Amazon opens new pick-up hub in Nunavut capital

“With competition, better services and prices will come for all,” says Iqaluit Mayor Kenny Bell

Amazon customers in Iqaluit can now pick up their orders at a special hub, located near the Iqaluit airport. Operated in collaboration with Canadian North, the hub is expected to shorten the delivery time on orders from up to 20 days to as few as three days. (Photo by Dustin Patar)

By Jane George

A new pick-up hub in Iqaluit is giving Amazon customers speedier deliveries.

The company says the new service will allow for deliveries in days, rather than weeks, and will help customers can avoid long lineups outside of the post office.

Amazon has partnered with Canadian North to use cargo space on flights coming from Ottawa on Wednesdays and Sundays, according to Kevin Kablutsiak, the senior director of communications for the airline.

“They asked us to set up a hub, so that’s what we did,” he said.

The hub, which officially opened Dec. 17, is located at the Canadian North warehouse near the Iqaluit airport.

Iqaluit Mayor Kenny Bell welcomes the service.

“Of course, we should support local when possible, and I think most people already do,” he said.

“But with competition, better services and prices will come for all.”

Amazon ships an estimated 200,000 parcels per year to Iqaluit.

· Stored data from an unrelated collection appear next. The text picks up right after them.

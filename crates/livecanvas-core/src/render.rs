//! Renderer abstraction and an SVG backend.

use crate::canvas::Canvas;
use crate::comments::CommentThread;
use crate::presence::{CursorPosition, ReactionEvent};
use crate::shapes::{Shape, ShapeStyle};

/// Stroke colour used to outline selected shapes.
pub const SELECTION_COLOR: &str = "#3b82f6";

/// Context for a single render frame.
pub struct RenderContext<'a> {
    /// The canvas to render.
    pub canvas: &'a Canvas,
    /// Comment threads, bottom to top.
    pub threads: &'a [CommentThread],
    /// Other participants' cursors, keyed by connection id.
    pub cursors: Vec<(&'a str, CursorPosition)>,
    /// Reactions still visible this frame.
    pub reactions: Vec<&'a ReactionEvent>,
}

impl<'a> RenderContext<'a> {
    pub fn new(canvas: &'a Canvas) -> Self {
        Self {
            canvas,
            threads: &[],
            cursors: Vec::new(),
            reactions: Vec::new(),
        }
    }

    pub fn with_threads(mut self, threads: &'a [CommentThread]) -> Self {
        self.threads = threads;
        self
    }

    pub fn with_cursors(mut self, cursors: Vec<(&'a str, CursorPosition)>) -> Self {
        self.cursors = cursors;
        self
    }

    pub fn with_reactions(mut self, reactions: Vec<&'a ReactionEvent>) -> Self {
        self.reactions = reactions;
        self
    }
}

/// Trait for rendering backends.
pub trait Renderer {
    /// Produce a frame from the current canvas state.
    fn render(&mut self, ctx: &RenderContext);
}

/// Renders each frame to an SVG document held in memory.
#[derive(Debug, Default)]
pub struct SvgRenderer {
    frame: String,
    frame_count: u64,
}

impl SvgRenderer {
    pub fn new() -> Self {
        Self::default()
    }

    /// The most recent frame.
    pub fn frame(&self) -> &str {
        &self.frame
    }

    /// Number of frames rendered so far.
    pub fn frame_count(&self) -> u64 {
        self.frame_count
    }
}

impl Renderer for SvgRenderer {
    fn render(&mut self, ctx: &RenderContext) {
        let canvas = ctx.canvas;
        let mut out = String::from(r#"<svg xmlns="http://www.w3.org/2000/svg">"#);
        out.push('\n');

        for shape in canvas.document.shapes_ordered() {
            render_shape(&mut out, shape, canvas.is_selected(shape.id()));
        }
        if let Some(preview) = canvas.tool_manager.preview_shape() {
            render_shape(&mut out, &preview, false);
        }
        for thread in ctx.threads {
            out.push_str(&format!(
                r#"  <circle class="thread" data-thread="{}" cx="{}" cy="{}" r="12" fill="{}"/>"#,
                thread.id,
                thread.x,
                thread.y,
                if thread.resolved { "#9ca3af" } else { "#facc15" }
            ));
            out.push('\n');
        }
        for reaction in &ctx.reactions {
            out.push_str(&format!(
                r#"  <text class="reaction" x="{}" y="{}">{}</text>"#,
                reaction.x,
                reaction.y,
                escape_xml(&reaction.value)
            ));
            out.push('\n');
        }
        for (connection_id, cursor) in &ctx.cursors {
            out.push_str(&format!(
                r#"  <circle class="cursor" data-connection="{}" cx="{}" cy="{}" r="4"/>"#,
                escape_xml(connection_id),
                cursor.x,
                cursor.y
            ));
            out.push('\n');
        }

        out.push_str("</svg>\n");
        self.frame = out;
        self.frame_count += 1;
    }
}

fn render_shape(out: &mut String, shape: &Shape, selected: bool) {
    let style = shape.style();
    let mut attrs = format!(r#"data-id="{}" {}"#, shape.id(), paint_attrs(style));
    if selected {
        attrs.push_str(r#" data-selected="true""#);
    }
    let rotation = shape.rotation();
    if rotation != 0.0 {
        let c = shape.bounds().center();
        attrs.push_str(&format!(
            r#" transform="rotate({} {} {})""#,
            rotation.to_degrees(),
            c.x,
            c.y
        ));
    }

    let element = match shape {
        Shape::Rectangle(r) => format!(
            r#"<rect x="{}" y="{}" width="{}" height="{}" rx="{}" {}/>"#,
            r.position.x, r.position.y, r.width, r.height, r.corner_radius, attrs
        ),
        Shape::Ellipse(e) => format!(
            r#"<ellipse cx="{}" cy="{}" rx="{}" ry="{}" {}/>"#,
            e.center.x, e.center.y, e.radius_x, e.radius_y, attrs
        ),
        Shape::Triangle(t) => format!(
            r#"<polygon points="{}" {}/>"#,
            points_attr(&t.vertices()),
            attrs
        ),
        Shape::Line(l) => format!(
            r#"<line x1="{}" y1="{}" x2="{}" y2="{}" {}/>"#,
            l.start.x, l.start.y, l.end.x, l.end.y, attrs
        ),
        Shape::Freehand(f) => format!(
            r#"<polyline points="{}" {}/>"#,
            points_attr(&f.points),
            attrs
        ),
        Shape::Text(t) => format!(
            r#"<text x="{}" y="{}" font-family="{}" font-size="{}" font-weight="{}" dominant-baseline="hanging" {}>{}</text>"#,
            t.position.x,
            t.position.y,
            escape_xml(&t.font_family),
            t.font_size,
            t.font_weight.css_weight(),
            attrs,
            escape_xml(&t.content)
        ),
        Shape::Image(i) => format!(
            r#"<image x="{}" y="{}" width="{}" height="{}" href="{}" {}/>"#,
            i.position.x,
            i.position.y,
            i.width,
            i.height,
            escape_xml(&i.src),
            attrs
        ),
    };
    out.push_str("  ");
    out.push_str(&element);
    out.push('\n');

    if selected {
        let b = shape.bounds();
        out.push_str(&format!(
            r#"  <rect class="selection" x="{}" y="{}" width="{}" height="{}" fill="none" stroke="{}"/>"#,
            b.x0,
            b.y0,
            b.width(),
            b.height(),
            SELECTION_COLOR
        ));
        out.push('\n');
    }
}

fn paint_attrs(style: &ShapeStyle) -> String {
    let fill = style
        .fill_color
        .map(|c| c.to_hex())
        .unwrap_or_else(|| "none".to_string());
    format!(
        r#"stroke="{}" stroke-width="{}" fill="{}" opacity="{}""#,
        style.stroke_color.to_hex(),
        style.stroke_width,
        fill,
        style.opacity
    )
}

fn points_attr(points: &[kurbo::Point]) -> String {
    points
        .iter()
        .map(|p| format!("{},{}", p.x, p.y))
        .collect::<Vec<_>>()
        .join(" ")
}

/// Escape special XML characters
fn escape_xml(s: &str) -> String {
    s.replace('&', "&amp;")
        .replace('<', "&lt;")
        .replace('>', "&gt;")
        .replace('"', "&quot;")
        .replace('\'', "&apos;")
}

#[cfg(test)]
mod tests {
    use super::*;
    use crate::shapes::{Ellipse, Rectangle, Text};
    use kurbo::Point;

    #[test]
    fn test_shapes_rendered_in_z_order() {
        let mut canvas = Canvas::new();
        let back = Shape::Rectangle(Rectangle::new(Point::ZERO, 10.0, 10.0));
        let front = Shape::Ellipse(Ellipse::circle(Point::new(5.0, 5.0), 3.0));
        let (back_id, front_id) = (back.id(), front.id());
        canvas.document.add_shape(back);
        canvas.document.add_shape(front);

        let mut renderer = SvgRenderer::new();
        renderer.render(&RenderContext::new(&canvas));
        let svg = renderer.frame();

        let back_pos = svg.find(&back_id.to_string()).unwrap();
        let front_pos = svg.find(&front_id.to_string()).unwrap();
        assert!(back_pos < front_pos);
        assert_eq!(renderer.frame_count(), 1);
    }

    #[test]
    fn test_selected_shape_is_marked() {
        let mut canvas = Canvas::new();
        let shape = Shape::Rectangle(Rectangle::new(Point::ZERO, 10.0, 10.0));
        let id = shape.id();
        canvas.document.add_shape(shape);
        canvas.select(id);

        let mut renderer = SvgRenderer::new();
        renderer.render(&RenderContext::new(&canvas));
        assert!(renderer.frame().contains(r#"data-selected="true""#));
        assert!(renderer.frame().contains(r#"class="selection""#));
    }

    #[test]
    fn test_text_is_escaped() {
        let mut canvas = Canvas::new();
        canvas
            .document
            .add_shape(Shape::Text(Text::new(Point::ZERO, "a < b & c".to_string())));

        let mut renderer = SvgRenderer::new();
        renderer.render(&RenderContext::new(&canvas));
        assert!(renderer.frame().contains("a &lt; b &amp; c"));
    }

    #[test]
    fn test_cursors_and_reactions() {
        let canvas = Canvas::new();
        let reaction = ReactionEvent {
            x: 1.0,
            y: 2.0,
            value: "👍".to_string(),
        };
        let ctx = RenderContext::new(&canvas)
            .with_cursors(vec![("peer-1", CursorPosition { x: 3.0, y: 4.0 })])
            .with_reactions(vec![&reaction]);

        let mut renderer = SvgRenderer::new();
        renderer.render(&ctx);
        assert!(renderer.frame().contains(r#"data-connection="peer-1""#));
        assert!(renderer.frame().contains("👍"));
    }
}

Bell said he’s not concerned the hub will increase the amount of cardboard waste coming to the city.

“The cardboard and packing is already here,” he said. “This just makes it faster to get here and doesn’t really change capacity.”

The Iqaluit Chamber of Commerce said in a statement about the opening of the new hub that it “supports any growth in business as well as revenue diversity that will benefit Iqalummiut.”

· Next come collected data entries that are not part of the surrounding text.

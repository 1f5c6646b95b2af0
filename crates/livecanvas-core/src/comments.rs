//! Comment threads pinned to the canvas.
//!
//! Threads live in their own shared map, next to the shapes. They are
//! stacked by an integer `z_index`, independent of shape z-order.

use std::time::{SystemTime, UNIX_EPOCH};

use kurbo::Point;
use serde::{Deserialize, Serialize};
use uuid::Uuid;

use crate::crdt::CrdtError;

pub type ThreadId = Uuid;
pub type CommentId = Uuid;

#[derive(Debug, thiserror::Error)]
pub enum CommentError {
    #[error("comment body is empty")]
    EmptyBody,
    #[error("no comment thread with id {0}")]
    NotFound(ThreadId),
    #[error(transparent)]
    Storage(#[from] CrdtError),
}

/// A single comment in a thread.
#[derive(Debug, Clone, PartialEq, Serialize, Deserialize)]
pub struct Comment {
    pub id: CommentId,
    pub author: String,
    pub body: String,
    /// Milliseconds since the Unix epoch.
    pub created_at: u64,
}

impl Comment {
    /// Create a comment. Bodies that are empty after trimming are rejected.
    pub fn new(author: impl Into<String>, body: impl Into<String>) -> Result<Self, CommentError> {
        let body = body.into();
        if body.trim().is_empty() {
            return Err(CommentError::EmptyBody);
        }
        Ok(Self {
            id: Uuid::new_v4(),
            author: author.into(),
            body,
            created_at: now_millis(),
        })
    }
}

/// A thread of comments anchored at a canvas position.
#[derive(Debug, Clone, PartialEq, Serialize, Deserialize)]
pub struct CommentThread {
    pub id: ThreadId,
    pub x: f64,
    pub y: f64,
    pub z_index: i64,
    #[serde(default)]
    pub resolved: bool,
    pub comments: Vec<Comment>,
    pub created_at: u64,
}

impl CommentThread {
    /// Create an empty thread at `anchor`.
    pub fn new(anchor: Point, z_index: i64) -> Self {
        Self {
            id: Uuid::new_v4(),
            x: anchor.x,
            y: anchor.y,
            z_index,
            resolved: false,
            comments: Vec::new(),
            created_at: now_millis(),
        }
    }

    pub fn anchor(&self) -> Point {
        Point::new(self.x, self.y)
    }

    pub fn set_anchor(&mut self, anchor: Point) {
        self.x = anchor.x;
        self.y = anchor.y;
    }

    pub fn first_comment(&self) -> Option<&Comment> {
        self.comments.first()
    }
}

/// `z_index` for a thread placed above all of `threads`.
pub fn next_z_index<'a>(threads: impl IntoIterator<Item = &'a CommentThread>) -> i64 {
    threads
        .into_iter()
        .map(|t| t.z_index)
        .max()
        .map_or(0, |max| max + 1)
}

/// Sort threads bottom to top. Equal indices fall back to id.
pub fn sort_threads(threads: &mut [CommentThread]) {
    threads.sort_by(|a, b| a.z_index.cmp(&b.z_index).then_with(|| a.id.cmp(&b.id)));
}

fn now_millis() -> u64 {
    SystemTime::now()
        .duration_since(UNIX_EPOCH)
        .map(|d| d.as_millis() as u64)
        .unwrap_or(0)
}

“The chamber understands that there is a need to access goods that are prohibitively expensive or not available in our community,” said chamber president Robynn Pavia.

“However, we are strong advocates of local business and artists with our Shop Local initiative as well as the development of entrepreneurs with our Small Business week activities.”

In a news release, Adam Baker, Amazon’s vice-president for global transportation, said the company understands the need to provide deliveries to the community “quickly and at an affordable cost.”

“It’s been in operation for a little over a week, so we are seeing that parcels are actually being delivered within that three to five day time frame,” he stated.

The service is available to all Amazon Prime members at no extra cost.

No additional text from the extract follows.